Evaluate long-term clinical outcomes, adverse effects, and evolving practice of interstitial brachytherapy (BT) for pediatric soft tissue sarcomas (STS). From September 1984 to December 2014, 105 children (median age 10 years) were included. There were 60 males and 45 females. The majority (74%) had primary lesions. Synovial sarcoma (22%) was the most frequent histology. Treatment included wide local excision and BT with or without external beam radiotherapy (EBRT). Eighty-five (81%) received BT alone. After a median follow-up of 65 months, local control (LC), disease-free survival (DFS), and overall survival (OS) at 10 years were 83, 66, and 73%, respectively. On univariate analysis, LC was superior with tumors<5cm versus>5cm (93%vs. 75%, P=0.10), Grade I/II versus Grade III tumors (97%vs. 73%, P=0.01), nonround cell versus round cell histology (89%vs. 72%, P=0.03), and trunk/extremity versus head and neck/genitourinary sites (87%vs. 57%, P=0.0001). On multivariate analysis tumor size (P=0.03) and location (P=0.002) retained significance. Children receiving BT alone had comparable LC to those receiving BT and EBRT (84%vs. 80%, P=0.43).
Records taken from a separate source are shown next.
use anyhow::Result;
use chrono::Utc;
use colored::Colorize;
use serde::Serialize;
use std::io::Write;
use std::time::Duration;

use super::ScenarioResult;
use super::playability::{PlayabilityAggregate, PlayabilityRecord};

#[allow(clippy::cast_precision_loss)]
fn success_rate(results: &[ScenarioResult]) -> f64 {
    if results.is_empty() {
        return 0.0;
    }
    let passed = results.iter().filter(|r| r.passed).count();
    (passed as f64 / results.len() as f64) * 100.0
}

pub fn generate_console_report<W: Write + ?Sized>(
    out: &mut W,
    results: &[ScenarioResult],
    aggregates: &[PlayabilityAggregate],
    total_duration: Duration,
) -> Result<()> {
    writeln!(out)?;
    writeln!(out, "{}", "📊 Logic Test Results Summary".bright_cyan().bold())?;
    writeln!(out, "{}", "==============================".cyan())?;

    let total = results.len();
    let passed = results.iter().filter(|r| r.passed).count();
    writeln!(out, "Total scenarios: {total}")?;
    writeln!(out, "Passed: {}", passed.to_string().green())?;
    writeln!(out, "Failed: {}", (total - passed).to_string().red())?;
    writeln!(out, "Success rate: {:.1}%", success_rate(results))?;
    writeln!(out, "Total time: {total_duration:?}")?;
    writeln!(out)?;

    for result in results {
        let status = if result.passed {
            "✅ PASS".green()
        } else {
            "❌ FAIL".red()
        };
        writeln!(out, "{status} {} (seed {})", result.scenario_name.bold(), result.seed)?;
        writeln!(
            out,
            "   Iterations: {}/{} successful",
            result.successful_iterations, result.iterations_run
        )?;
        writeln!(out, "   Average time: {:?}", result.average_duration)?;
        if !result.failures.is_empty() {
            writeln!(out, "   Failures:")?;
            for failure in &result.failures {
                writeln!(out, "     • {}", failure.red())?;
            }
        }
        writeln!(out)?;
    }

    if !aggregates.is_empty() {
        writeln!(out, "{}", "🎲 Playability Summary".bright_yellow().bold())?;
        writeln!(out, "{}", "=====================".yellow())?;
        for agg in aggregates {
            writeln!(
                out,
                "{:<16} games {:>4} | rolls {:>6.1} ±{:>5.1} | red {:>5.1}% blue {:>5.1}% | collisions {:.2} stars {:.2} traps {:.2} | stalls {:.1}%",
                agg.strategy.label(),
                agg.iterations,
                agg.mean_rolls,
                agg.std_rolls,
                agg.red_win_pct * 100.0,
                agg.blue_win_pct * 100.0,
                agg.mean_collisions,
                agg.mean_stars,
                agg.mean_traps,
                agg.stall_rate * 100.0
            )?;
        }
    }
    Ok(())
}

#[derive(Serialize)]
struct JsonReport<'a> {
    generated_at: String,
    scenarios: &'a [ScenarioResult],
    playability: &'a [PlayabilityAggregate],
}

pub fn generate_json_report<W: Write + ?Sized>(
    out: &mut W,
    results: &[ScenarioResult],
    aggregates: &[PlayabilityAggregate],
) -> Result<()> {
    let report = JsonReport {
        generated_at: Utc::now().to_rfc3339(),
        scenarios: results,
        playability: aggregates,
    };
    serde_json::to_writer_pretty(&mut *out, &report)?;
    writeln!(out)?;
    Ok(())
}

pub fn generate_markdown_report<W: Write + ?Sized>(
    out: &mut W,
    results: &[ScenarioResult],
    aggregates: &[PlayabilityAggregate],
) -> Result<()> {
    writeln!(out, "# Flying Chess Logic Test Results\n")?;
    writeln!(out, "_Generated {}_\n", Utc::now().format("%Y-%m-%d %H:%M UTC"))?;

    let total = results.len();
    let passed = results.iter().filter(|r| r.passed).count();
    writeln!(out, "## Summary\n")?;
    writeln!(out, "- **Total scenarios**: {total}")?;
    writeln!(out, "- **Passed**: {passed}")?;
    writeln!(out, "- **Failed**: {}", total - passed)?;
    writeln!(out, "- **Success rate**: {:.1}%\n", success_rate(results))?;

    writeln!(out, "## Detailed Results\n")?;
    for result in results {
        let status = if result.passed { "✅" } else { "❌" };
        writeln!(out, "### {status} {} (seed {})\n", result.scenario_name, result.seed)?;
        writeln!(
            out,
            "- **Iterations**: {}/{} successful",
            result.successful_iterations, result.iterations_run
        )?;
        writeln!(out, "- **Average time**: {:?}", result.average_duration)?;
        if !result.failures.is_empty() {
            writeln!(out, "- **Failures**:")?;
            for failure in &result.failures {
                writeln!(out, "  - {failure}")?;
            }
        }
        writeln!(out)?;
    }

    if !aggregates.is_empty() {
        writeln!(out, "## Playability\n")?;
        writeln!(out, "| Strategy | Games | Mean rolls | Std | Red wins | Blue wins | Stalls |")?;
        writeln!(out, "|---|---|---|---|---|---|---|")?;
        for agg in aggregates {
            writeln!(
                out,
                "| {} | {} | {:.1} | {:.1} | {:.1}% | {:.1}% | {:.1}% |",
                agg.strategy,
                agg.iterations,
                agg.mean_rolls,
                agg.std_rolls,
                agg.red_win_pct * 100.0,
                agg.blue_win_pct * 100.0,
                agg.stall_rate * 100.0
            )?;
        }
    }
    Ok(())
}

pub fn generate_csv_report<W: Write + ?Sized>(
    out: &mut W,
    records: &[PlayabilityRecord],
) -> Result<()> {
    writeln!(
        out,
        "mode,strategy,seed,rolls,winner,stalled,collisions,stars,traps,bounces,sent_home,tasks_completed,tasks_failed"
    )?;
    for record in records {
        let m = &record.metrics;
        writeln!(
            out,
            "{},{},{},{},{},{},{},{},{},{},{},{},{}",
            record.mode,
            record.strategy,
            record.seed,
            m.rolls,
            m.winner.map_or("", |player| player.as_str()),
            m.stalled,
            m.collisions,
            m.stars,
            m.traps,
            m.bounces,
            m.sent_home,
            m.tasks_completed,
            m.tasks_failed
        )?;
    }
    Ok(())
}
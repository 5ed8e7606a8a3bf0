//! Key-value storage seam. Browsers back it with `localStorage`; tests and the
//! headless tester use [`MemoryStore`].
use std::cell::{Cell, RefCell};
use std::collections::BTreeMap;
use std::rc::Rc;
use thiserror::Error;

/// Minimal string key-value store.
///
/// `set` must replace the whole value in one operation so that a record is
/// never observed half-written.
pub trait KvStore {
    type Error: std::error::Error + Send + Sync + 'static;

    /// Read the value stored under `key`.
    ///
    /// # Errors
    ///
    /// Returns an error if the backend cannot be read.
    fn get(&self, key: &str) -> Result<Option<String>, Self::Error>;

    /// Store `value` under `key`, replacing any previous value.
    ///
    /// # Errors
    ///
    /// Returns an error if the backend rejects the write (quota, disabled).
    fn set(&self, key: &str, value: &str) -> Result<(), Self::Error>;

    /// Remove `key`. Removing a missing key is not an error.
    ///
    /// # Errors
    ///
    /// Returns an error if the backend cannot be written.
    fn remove(&self, key: &str) -> Result<(), Self::Error>;

    /// Every key starting with `prefix`.
    ///
    /// # Errors
    ///
    /// Returns an error if the backend cannot be enumerated.
    fn keys_with_prefix(&self, prefix: &str) -> Result<Vec<String>, Self::Error>;
}

#[derive(Debug, Clone, PartialEq, Eq, Error)]
pub enum StoreError {
    #[error("storage is unavailable")]
    Unavailable,
}

/// In-memory store. Clones share the same underlying map.
#[derive(Debug, Clone, Default)]
pub struct MemoryStore {
    entries: Rc<RefCell<BTreeMap<String, String>>>,
    failing: Rc<Cell<bool>>,
}

impl MemoryStore {
    #[must_use]
    pub fn new() -> Self {
        Self::default()
    }

    /// Make every subsequent operation fail, imitating disabled storage.
    pub fn set_failing(&self, failing: bool) {
        self.failing.set(failing);
    }

    #[must_use]
    pub fn len(&self) -> usize {
        self.entries.borrow().len()
    }

    #[must_use]
    pub fn is_empty(&self) -> bool {
        self.entries.borrow().is_empty()
    }

    #[must_use]
    pub fn contains_key(&self, key: &str) -> bool {
        self.entries.borrow().contains_key(key)
    }

    fn check(&self) -> Result<(), StoreError> {
        if self.failing.get() {
            Err(StoreError::Unavailable)
        } else {
            Ok(())
        }
    }
}

impl KvStore for MemoryStore {
    type Error = StoreError;

    fn get(&self, key: &str) -> Result<Option<String>, Self::Error> {
        self.check()?;
        Ok(self.entries.borrow().get(key).cloned())
    }

    fn set(&self, key: &str, value: &str) -> Result<(), Self::Error> {
        self.check()?;
        self.entries
            .borrow_mut()
            .insert(key.to_string(), value.to_string());
        Ok(())
    }

    fn remove(&self, key: &str) -> Result<(), Self::Error> {
        self.check()?;
        self.entries.borrow_mut().remove(key);
        Ok(())
    }

    fn keys_with_prefix(&self, prefix: &str) -> Result<Vec<String>, Self::Error> {
        self.check()?;
        Ok(self
            .entries
            .borrow()
            .keys()
            .filter(|key| key.starts_with(prefix))
            .cloned()
            .collect())
    }
}
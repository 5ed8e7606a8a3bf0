use std::fs;
use std::io::ErrorKind;
use std::path::{Path, PathBuf};

use flychess_game::{ContentError, GameMode, TaskDocument, TaskSource};

/// Default location of the bundled task lists, relative to the workspace root.
pub const DEFAULT_TASKS_DIR: &str = "flychess-web/static/assets/tasks";

/// Reads task lists from `<root>/<language>/<mode>.json`.
#[derive(Debug, Clone)]
pub struct DirTaskSource {
    root: PathBuf,
}

impl DirTaskSource {
    pub fn new(root: impl Into<PathBuf>) -> Self {
        Self { root: root.into() }
    }

    /// The bundled lists, found relative to the crate when run through cargo.
    #[must_use]
    pub fn bundled() -> Self {
        Self::new(Path::new(env!("CARGO_MANIFEST_DIR")).join("..").join(DEFAULT_TASKS_DIR))
    }

    /// Lists under `cwd` when it is a workspace checkout, otherwise the
    /// build-time location from [`DirTaskSource::bundled`].
    #[must_use]
    pub fn locate(cwd: &Path) -> Self {
        let local = cwd.join(DEFAULT_TASKS_DIR);
        if local.is_dir() {
            Self::new(local)
        } else {
            Self::bundled()
        }
    }

    #[must_use]
    pub fn root(&self) -> &Path {
        &self.root
    }

    fn path_for(&self, mode: GameMode, language: &str) -> PathBuf {
        self.root
            .join(language)
            .join(format!("{}.json", mode.as_str()))
    }
}

impl TaskSource for DirTaskSource {
    type Error = ContentError;

    fn fetch_tasks(&self, mode: GameMode, language: &str) -> Result<Vec<String>, Self::Error> {
        let path = self.path_for(mode, language);
        let json = fs::read_to_string(&path).map_err(|err| {
            if err.kind() == ErrorKind::NotFound {
                ContentError::Missing {
                    mode,
                    language: language.to_string(),
                }
            } else {
                ContentError::Io(err)
            }
        })?;
        log::debug!("loaded tasks from {}", path.display());
        TaskDocument::parse(&json)
    }
}
//! Wall-clock seam so expiry and id generation can be tested without waiting.
use std::cell::Cell;
use std::rc::Rc;
use std::time::{SystemTime, UNIX_EPOCH};

pub trait Clock {
    /// Milliseconds since the Unix epoch.
    fn now_millis(&self) -> u64;
}

/// Host system time. Not available on `wasm32-unknown-unknown`; the web
/// adapter supplies its own clock there.
#[derive(Debug, Clone, Copy, Default)]
pub struct SystemClock;

impl Clock for SystemClock {
    fn now_millis(&self) -> u64 {
        SystemTime::now()
            .duration_since(UNIX_EPOCH)
            .map_or(0, |elapsed| {
                u64::try_from(elapsed.as_millis()).unwrap_or(u64::MAX)
            })
    }
}

/// Hand-driven clock. Clones observe the same time.
#[derive(Debug, Clone, Default)]
pub struct ManualClock {
    now: Rc<Cell<u64>>,
}

impl ManualClock {
    #[must_use]
    pub fn new(start_ms: u64) -> Self {
        Self {
            now: Rc::new(Cell::new(start_ms)),
        }
    }

    pub fn set(&self, now_ms: u64) {
        self.now.set(now_ms);
    }

    pub fn advance(&self, delta_ms: u64) {
        self.now.set(self.now.get().saturating_add(delta_ms));
    }
}

impl Clock for ManualClock {
    fn now_millis(&self) -> u64 {
        self.now.get()
    }
}
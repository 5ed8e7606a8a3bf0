//! Spinner-wheel variant: no board, every spin draws a task.
use rand::{Rng, SeedableRng};
use rand_chacha::ChaCha20Rng;
use serde::{Deserialize, Serialize};

use crate::config::GameConfig;
use crate::constants::MAX_IDLE_TICKS;
use crate::engine::timeline::Timeline;
use crate::engine::{EngineError, GameEvent, GamePhase, Turn, draw_task};
use crate::player::PlayerColor;
use crate::tasks::{CurrentTask, TaskQueue, TaskType, TaskVerdict};
use crate::timing::TimeSettings;

/// Outcome printed on one wheel section.
#[derive(Debug, Clone, Copy, PartialEq, Eq, Hash, Serialize, Deserialize)]
#[serde(rename_all = "lowercase")]
pub enum SectionKind {
    Normal,
    Star,
    Trap,
}

impl SectionKind {
    #[must_use]
    pub const fn task_type(self) -> TaskType {
        match self {
            Self::Normal => TaskType::Normal,
            Self::Star => TaskType::Star,
            Self::Trap => TaskType::Trap,
        }
    }
}

/// The stock eight-section wheel.
#[must_use]
pub fn default_sections() -> Vec<SectionKind> {
    use SectionKind::{Normal, Star, Trap};
    vec![Normal, Star, Normal, Trap, Normal, Star, Normal, Trap]
}

/// Completed and failed task counts for one player.
#[derive(Debug, Clone, Copy, Default, PartialEq, Eq, Serialize, Deserialize)]
pub struct Tally {
    pub completed: u32,
    pub failed: u32,
}

#[derive(Debug, Clone, Copy, PartialEq, Eq)]
struct Settle {
    section: usize,
}

#[derive(Debug, Clone)]
pub struct WheelGame {
    sections: Vec<SectionKind>,
    queue: TaskQueue,
    settings: TimeSettings,
    config: GameConfig,
    rng: ChaCha20Rng,
    phase: GamePhase,
    turn: Turn,
    last_section: Option<usize>,
    tallies: [Tally; 2],
    timeline: Timeline<Settle>,
    events: Vec<GameEvent>,
}

const fn slot(player: PlayerColor) -> usize {
    match player {
        PlayerColor::Red => 0,
        PlayerColor::Blue => 1,
    }
}

impl WheelGame {
    /// A game on the default wheel, already past the start screen.
    #[must_use]
    pub fn new(queue: TaskQueue, config: GameConfig, seed: u64) -> Self {
        Self {
            sections: default_sections(),
            queue,
            settings: TimeSettings::default(),
            config,
            rng: ChaCha20Rng::seed_from_u64(seed),
            phase: GamePhase::Playing,
            turn: Turn::default(),
            last_section: None,
            tallies: [Tally::default(); 2],
            timeline: Timeline::default(),
            events: Vec::new(),
        }
    }

    /// Swap in a custom wheel.
    ///
    /// # Errors
    ///
    /// Returns an error if `sections` is empty.
    pub fn with_sections(mut self, sections: Vec<SectionKind>) -> Result<Self, EngineError> {
        if sections.is_empty() {
            return Err(EngineError::EmptyWheel);
        }
        self.sections = sections;
        Ok(self)
    }

    #[must_use]
    pub fn with_time_settings(mut self, settings: TimeSettings) -> Self {
        self.settings = settings;
        self
    }

    fn check_can_spin(&self) -> Result<(), EngineError> {
        if self.turn.is_rolling || !self.timeline.is_empty() {
            return Err(EngineError::Busy);
        }
        if self.phase == GamePhase::Playing {
            Ok(())
        } else {
            Err(EngineError::InvalidPhase {
                action: "spin",
                phase: self.phase,
            })
        }
    }

    /// Spin to a uniformly random section.
    ///
    /// # Errors
    ///
    /// Returns an error if it is not time to spin.
    pub fn spin(&mut self) -> Result<usize, EngineError> {
        self.check_can_spin()?;
        let section = self.rng.gen_range(0..self.sections.len());
        self.spin_to(section)?;
        Ok(section)
    }

    /// Spin to a caller-chosen section.
    ///
    /// # Errors
    ///
    /// Returns an error if it is not time to spin or `section` does not exist.
    pub fn spin_to(&mut self, section: usize) -> Result<(), EngineError> {
        self.check_can_spin()?;
        let outcome = *self
            .sections
            .get(section)
            .ok_or(EngineError::InvalidSection(section))?;
        let player = self.turn.current;
        self.turn.is_rolling = true;
        self.last_section = Some(section);
        self.phase = GamePhase::Moving;
        self.events.push(GameEvent::Spun {
            player,
            section,
            outcome,
        });
        self.timeline
            .schedule(self.config.wheel_spin_ms, Settle { section });
        Ok(())
    }

    #[must_use]
    pub fn next_delay_ms(&self) -> Option<u32> {
        self.timeline.next_delay_ms()
    }

    /// Stop the wheel and show the drawn task. Returns whether anything ran.
    pub fn tick(&mut self) -> bool {
        let Some(Settle { section }) = self.timeline.pop() else {
            return false;
        };
        self.turn.is_rolling = false;
        let task_type = self
            .sections
            .get(section)
            .map_or(TaskType::Normal, |kind| kind.task_type());
        let trigger = self.turn.current;
        let task = draw_task(
            &mut self.queue,
            &self.settings,
            &mut self.rng,
            task_type,
            trigger,
        );
        self.events.push(GameEvent::TaskAssigned {
            task_type,
            executor: task.executor,
            target: task.target,
        });
        self.turn.current_task = Some(task);
        self.turn.task_type = Some(task_type);
        self.phase = GamePhase::Task;
        true
    }

    pub fn run_until_idle(&mut self) -> usize {
        let mut ticks = 0;
        while ticks < MAX_IDLE_TICKS && self.tick() {
            ticks += 1;
        }
        ticks
    }

    /// Apply the judgement on the drawn task.
    ///
    /// A completed star keeps the turn with the spinner, a failed trap makes
    /// the other player sit out their next turn, and anything else passes the
    /// turn normally.
    ///
    /// # Errors
    ///
    /// Returns an error when no task is being shown.
    pub fn resolve_task(&mut self, verdict: TaskVerdict) -> Result<(), EngineError> {
        if self.phase != GamePhase::Task {
            return Err(EngineError::InvalidPhase {
                action: "resolve a task",
                phase: self.phase,
            });
        }
        let task = self
            .turn
            .current_task
            .take()
            .ok_or(EngineError::NoActiveTask)?;
        let task_type = self.turn.task_type.take().unwrap_or(TaskType::Normal);
        let tally = &mut self.tallies[slot(task.executor)];
        match verdict {
            TaskVerdict::Completed => tally.completed += 1,
            TaskVerdict::Failed => tally.failed += 1,
        }
        self.events.push(GameEvent::TaskResolved {
            task_type,
            executor: task.executor,
            verdict,
            steps: 0,
        });

        match (task_type, verdict) {
            (TaskType::Star, TaskVerdict::Completed) => {
                self.turn.clear();
                self.events.push(GameEvent::ExtraTurn {
                    player: self.turn.current,
                });
            }
            (TaskType::Trap, TaskVerdict::Failed) => {
                let skipped = self.turn.switch();
                self.events.push(GameEvent::TurnSkipped { player: skipped });
                let player = self.turn.switch();
                self.events.push(GameEvent::TurnSwitched { player });
            }
            _ => {
                let player = self.turn.switch();
                self.events.push(GameEvent::TurnSwitched { player });
            }
        }
        self.phase = GamePhase::Playing;
        Ok(())
    }

    pub fn reload_tasks(&mut self, tasks: Vec<String>) {
        self.queue.reload(tasks, &mut self.rng);
    }

    pub fn set_time_settings(&mut self, settings: TimeSettings) {
        self.settings = settings;
    }

    pub fn drain_events(&mut self) -> Vec<GameEvent> {
        std::mem::take(&mut self.events)
    }

    #[must_use]
    pub fn sections(&self) -> &[SectionKind] {
        &self.sections
    }

    #[must_use]
    pub const fn phase(&self) -> GamePhase {
        self.phase
    }

    #[must_use]
    pub const fn current_player(&self) -> PlayerColor {
        self.turn.current
    }

    #[must_use]
    pub const fn is_spinning(&self) -> bool {
        self.turn.is_rolling
    }

    /// Index of the most recent spin result.
    #[must_use]
    pub const fn last_section(&self) -> Option<usize> {
        self.last_section
    }

    #[must_use]
    pub const fn current_task(&self) -> Option<&CurrentTask> {
        self.turn.current_task.as_ref()
    }

    #[must_use]
    pub const fn task_type(&self) -> Option<TaskType> {
        self.turn.task_type
    }

    #[must_use]
    pub const fn tally(&self, player: PlayerColor) -> Tally {
        self.tallies[slot(player)]
    }
}

#[cfg(test)]
mod tests {
    use super::*;

    const STAR: usize = 1;
    const TRAP: usize = 3;
    const NORMAL: usize = 0;

    fn game() -> WheelGame {
        let queue = TaskQueue::from_ordered(vec!["a".to_string(), "b".to_string()]);
        WheelGame::new(queue, GameConfig::instant(), 11)
    }

    fn spin(game: &mut WheelGame, section: usize, verdict: TaskVerdict) {
        game.spin_to(section).unwrap();
        game.run_until_idle();
        game.resolve_task(verdict).unwrap();
    }

    #[test]
    fn default_wheel_layout() {
        let sections = default_sections();
        assert_eq!(sections.len(), 8);
        assert_eq!(sections.iter().filter(|s| **s == SectionKind::Star).count(), 2);
        assert_eq!(sections.iter().filter(|s| **s == SectionKind::Trap).count(), 2);
    }

    #[test]
    fn spin_waits_for_settle() {
        let queue = TaskQueue::from_ordered(vec!["a".to_string()]);
        let mut game = WheelGame::new(queue, GameConfig::default(), 1);
        game.spin_to(TRAP).unwrap();
        assert!(game.is_spinning());
        assert_eq!(game.next_delay_ms(), Some(3000));
        assert_eq!(game.spin(), Err(EngineError::Busy));
        assert!(game.tick());
        assert_eq!(game.phase(), GamePhase::Task);
        assert_eq!(game.task_type(), Some(TaskType::Trap));
    }

    #[test]
    fn executors_follow_section_kind() {
        let mut game = game();
        game.spin_to(STAR).unwrap();
        game.run_until_idle();
        assert_eq!(game.current_task().unwrap().executor, PlayerColor::Blue);
        game.resolve_task(TaskVerdict::Failed).unwrap();

        game.spin_to(NORMAL).unwrap();
        game.run_until_idle();
        assert_eq!(game.current_task().unwrap().executor, PlayerColor::Blue);
    }

    #[test]
    fn completed_star_grants_extra_turn() {
        let mut game = game();
        spin(&mut game, STAR, TaskVerdict::Completed);
        assert_eq!(game.current_player(), PlayerColor::Red);
        assert_eq!(game.phase(), GamePhase::Playing);
        assert_eq!(game.tally(PlayerColor::Blue).completed, 1);
    }

    #[test]
    fn failed_trap_skips_the_next_turn() {
        let mut game = game();
        spin(&mut game, TRAP, TaskVerdict::Failed);
        assert_eq!(game.current_player(), PlayerColor::Red);
        assert_eq!(game.tally(PlayerColor::Red).failed, 1);
        assert!(game.drain_events().contains(&GameEvent::TurnSkipped {
            player: PlayerColor::Blue
        }));
    }

    #[test]
    fn other_outcomes_switch_once() {
        let mut game = game();
        spin(&mut game, NORMAL, TaskVerdict::Completed);
        assert_eq!(game.current_player(), PlayerColor::Blue);
        spin(&mut game, STAR, TaskVerdict::Failed);
        assert_eq!(game.current_player(), PlayerColor::Red);
        spin(&mut game, TRAP, TaskVerdict::Completed);
        assert_eq!(game.current_player(), PlayerColor::Blue);
    }

    #[test]
    fn rejects_bad_sections_and_empty_wheels() {
        let mut game = game();
        assert_eq!(game.spin_to(8), Err(EngineError::InvalidSection(8)));
        assert!(matches!(
            game.clone().with_sections(Vec::new()),
            Err(EngineError::EmptyWheel)
        ));
        assert!(matches!(
            game.resolve_task(TaskVerdict::Completed),
            Err(EngineError::InvalidPhase { .. })
        ));
    }
}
There was no difference in LC between LDR versus HDR BT (86%vs. 83%, P=0.30). Wound complications were seen in 6%. Subcutaneous fibrosis (25%), limb edema (6%), skeletal abnormalities (3%), and neuropathy (1%) were the late complications. One child (0.9%) developed a second malignancy after 7 years. Interstitial BT with or without EBRT results in excellent outcomes. Radical BT alone, when used judiciously, results in excellent local control and function with minimal treatment-related morbidity.